Who first named it the Venice of the Orient? Could it have been that famous Venetian explorer and Emperor’s favorite who left his own waterways behind to be pulled into the tidal rhythms of 12th century China?

Perhaps, though we’ll probably never know for sure. One thing that is for sure though is that this phrase has become the eternal byline for Suzhou, a delicate ballerina of a city in the branching grasp of the Yangtze River Delta. And it’s not called the Venice of the Orient simply because Marco Polo fell ill with a bout of homesickness—this graceful city is laced with so many serpentine waterways that the inhabitants are said to sleep upon pillows of water.

Water Towns

Suzhou, located in Jiangsu province about an hour and a half inland from Shanghai, built water canals to chessboard its streets in the 6th century so that they might balance more firmly upon the unstable fingers of the Yangtze’s arm in its long reach toward the sea. Several other towns and cities in the region took up the same practice, creating China’s region of Water Towns.

A Water Town in China is not simply an expression of geographical fact but has become a cultural and aesthetic descriptor as well. China’s water towns are known for their muted colors and depth of reflection; for their white-washed walls and gray roof tiles; for solid lines and the tender beckoning curve of bridges arching over canalways. Their inhabitants have been masters of calligraphy, fine art, embroidery, silk weaving, poetry, garden-making and tea cultivation: areas of expertise that all require an attention to detail that only the multi-faceted gilding a web of waterways could inspire.

Shopping Bazaar

Though Suzhou is most famous for its scores of gardens, what many people don’t know is that the art of the Chinese Garden stems from the Daoist concept of uniting scenery and serenity. So we started our exploration of the city by paying homage to Suzhou’s Daoist Temple of Mystery (Xuan Miao Guan).

The Temple of Mystery, despite sounding like it is perched atop some mist-shrouded mountain peak, is actually located in the commercial heart of Suzhou. Guan Qian Street, Suzhou’s famous pedestrianized shopping bazaar, butterfly-clasps Renmin Lu and Lundun Lu, Suzhou’s two main north-south arteries. Guan Qian literally means “Temple Facing Street” because historically the temple was the focal point for traveling magicians, craftsmen, and merchants. They set up camp along the avenue and the trend has continued over the ages. Today, Guan Qian Street is still the best place to find both modern conveniences and traditional Suzhou food and wares.
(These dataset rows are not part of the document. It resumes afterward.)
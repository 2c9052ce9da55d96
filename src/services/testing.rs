//! Test doubles and payload fixtures shared by the pipeline tests

use crate::domain::error::{EtlError, EtlResult};
use crate::io::artifacts::ArtifactKind;
use crate::io::fetcher::{ApiRequest, Fetcher};
use async_trait::async_trait;
use rustc_hash::FxHashMap;
use serde_json::{json, Value};
use std::sync::atomic::{AtomicUsize, Ordering};
use std::sync::Mutex;

/// Fixed match clock origin (µs)
pub const MATCH_START: i64 = 1_700_000_000_000_000;

pub const fn secs(s: i64) -> i64 {
    MATCH_START + s * 1_000_000
}

/// Serves canned payloads keyed by request label; unknown requests are a 404
#[derive(Default)]
pub struct MockFetcher {
    payloads: Mutex<FxHashMap<String, Value>>,
    calls: AtomicUsize,
}

impl MockFetcher {
    pub fn new() -> Self {
        Self::default()
    }

    pub fn insert(&self, request: ApiRequest, payload: Value) {
        self.payloads.lock().unwrap().insert(request.label(), payload);
    }

    pub fn remove(&self, request: &ApiRequest) {
        self.payloads.lock().unwrap().remove(&request.label());
    }

    pub fn with_match(self, match_id: &str) -> Self {
        for (kind, payload) in match_payloads(match_id) {
            self.insert(ApiRequest::artifact(kind, match_id), payload);
        }
        self
    }

    pub fn with_window(self, window_id: &str, match_ids: &[&str]) -> Self {
        self.insert(
            ApiRequest::artifact(ArtifactKind::WindowInfo, window_id),
            json!({"tournaments": [{"eventWindowId": window_id}]}),
        );
        self.insert(
            ApiRequest::artifact(ArtifactKind::WindowMatches, window_id),
            window_matches(match_ids),
        );
        self
    }

    pub fn calls(&self) -> usize {
        self.calls.load(Ordering::SeqCst)
    }
}

#[async_trait]
impl Fetcher for MockFetcher {
    async fn fetch(&self, request: &ApiRequest) -> EtlResult<Value> {
        self.calls.fetch_add(1, Ordering::SeqCst);
        self.payloads.lock().unwrap().get(&request.label()).cloned().ok_or_else(|| {
            EtlError::Fetch { target: request.label(), reason: "HTTP 404".into(), transient: false }
        })
    }
}

fn movement(id: &str, t: i64, x: f64) -> Value {
    json!({"epicId": id, "timestamp": t,
           "movementData": {"location": {"x": x, "y": 0.0, "z": 0.0}, "rotationYaw": 0.0}})
}

/// One solo match: `a` damages `b`, then an indirect shot toward `b`, then `a` eliminates `b`.
/// A bot stands between them and must never be selected.
pub fn match_payloads(match_id: &str) -> Vec<(ArtifactKind, Value)> {
    let zones: Vec<Value> = (1..=12)
        .map(|k| json!({"currentPhase": k, "shrinkEndTime": secs(120 * k)}))
        .collect();
    vec![
        (
            ArtifactKind::MatchInfo,
            json!({"info": {
                "matchId": match_id,
                "startTimestamp": MATCH_START,
                "endTimestamp": secs(1500),
                "aircraftStartTime": secs(60),
                "gameMode": "solo"
            }}),
        ),
        (
            ArtifactKind::Players,
            json!({"players": [
                {"epicId": "a", "epicUsername": "alpha", "isBot": false, "isSpectator": false, "teamIndex": 1},
                {"epicId": "b", "epicUsername": "bravo", "isBot": false, "isSpectator": false, "teamIndex": 2},
                {"epicId": "bot1", "epicUsername": "bot", "isBot": true, "isSpectator": false, "teamIndex": 3}
            ]}),
        ),
        (
            ArtifactKind::Movement,
            json!({"events": [
                movement("a", secs(60), 0.0),
                movement("b", secs(60), 1000.0),
                movement("bot1", secs(60), 500.0),
                movement("a", secs(61), 0.0),
                movement("b", secs(61), 1000.0)
            ]}),
        ),
        (
            ArtifactKind::Shots,
            json!({"hitscanEvents": [
                {"epicId": "a", "timestamp": secs(61), "weaponId": "ar",
                 "location": {"x": 1000.0, "y": 0.0, "z": 50.0},
                 "hitPlayer": true, "hitEpicId": "b", "hitPlayerBuild": false, "damage": 30.0},
                {"epicId": "a", "timestamp": secs(61) + 500_000, "weaponId": "ar",
                 "location": {"x": 2000.0, "y": 10.0, "z": 0.0},
                 "hitPlayer": false, "hitPlayerBuild": false}
            ]}),
        ),
        (
            ArtifactKind::Events,
            json!({
                "safeZoneUpdateEvents": zones,
                "knockedDownEvents": [{"epicId": "a", "targetId": "b", "timestamp": secs(61) + 800_000}],
                "eliminationEvents": [{
                    "epicId": "a", "targetId": "b", "timestamp": secs(62), "gunType": "ar",
                    "selfElimination": false
                }]
            }),
        ),
    ]
}

pub fn window_matches(match_ids: &[&str]) -> Value {
    let matches: Vec<Value> = match_ids
        .iter()
        .enumerate()
        .rev()
        .map(|(i, id)| {
            json!({"info": {
                "matchId": id,
                "startTimestamp": secs(2000 * i as i64),
                "endTimestamp": secs(2000 * i as i64 + 1500)
            }})
        })
        .collect();
    json!({ "matches": matches })
}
Ancient Well of Five Dynasties

Xuan Miao Temple was originally built in 276, after the fall of the Han Dynasty. Between the main gate of the temple and the large hall, visitors shouldn’t miss a peek into the Ancient Well of the Five Dynasties. The well was unearthed in 1999 during renovation of the main hall of the temple. During renovation over 30 artifacts dating as far back as the Tang Dynasty were found on the green slabstone at the bottom of the well. Encircled by carvings of dragons, the water within the well, though clean, looks black as it bores into the earth. There’s no telling what mysteries you’ll uncover if you look directly into its depths.

Worshipers and Protectors

The largest building on the temple grounds is the Hall of the Three Pure Worshipers, so named for the Daoist Heads of State: Laozi, the founder of Daoism, flanked by the Yellow Emperor and the Jade Emperor. Behind them, along the sides and back wall of the temple, lies the highlight of the Xuan Miao Temple: a constellation of Daoist Protector Figures. Daoist Protector Figures, or Tai Sui, are the sentinels to all those born within a given year. There are 60 different Protectors, one for each year of the time-cycle of Chinese years. The ancient Chinese method of calculating the progression of years was not done the way it is done in the West, using A.D and B.C/B.C.E. Instead, the Chinese chart the years by Jia Zi, which takes the 12 animals of the Chinese Zodiac multiplied by 5 marker years. Every 60 years the cycle starts over, thus the Protector of 1931 is also the Protector of 1991.

Through the Ages

Though there are other halls within the temple complex that are interesting, they are easily overlooked. The temple courtyard is large and the atmosphere is casual, making the temple more a place for companionable gathering than for pensive contemplation. Merchants still schlep their wares in little stalls around the main hall, friends meet to chat, mothers gossip, old folks set up games of mah jong or cards, and young lovers canoodle under the shade of trees. A bronze statue of an old traveling merchant lies in the temple courtyard, paying testament to the fact that in ancient China, as today, the temple served dual duty as a place of worship and a center for commerce and community

A Scholar's Haven

One hall that shouldn’t be missed, even if you do get distracted by the wares and people-watching, is the Literature God’s Temple, or Wen Chang Dian. In the ancient days, scholars who studied and sat for the Imperial examination would come to the Literature God’s temple to pray. Wen Shu Pusa, the God of Literature, chose the official rank of scholars in Imperial China and protected the fate of those who were chosen. Today it’s not unusual to see concerned parents and nervous students paying homage to the Literature God before sitting the exams in their high schools or universities. Frustrated novelists or journalists with writer’s block might also be seen pacing back and forth on the temple grounds, muttering to themselves and lighting incense.

A Unique Experience

The Xuan Miao Temple is best seen in the late afternoon, when the slipping sunlight ignites the gold-painted temple walls. In contrast to the black-tiled roofs, the effect is mesmerizing and ferments the atmosphere of Mystery around the temple. Before leaving, however, stop into the little tea-house on the western side of the temple grounds for a traditional Suzhou storytelling.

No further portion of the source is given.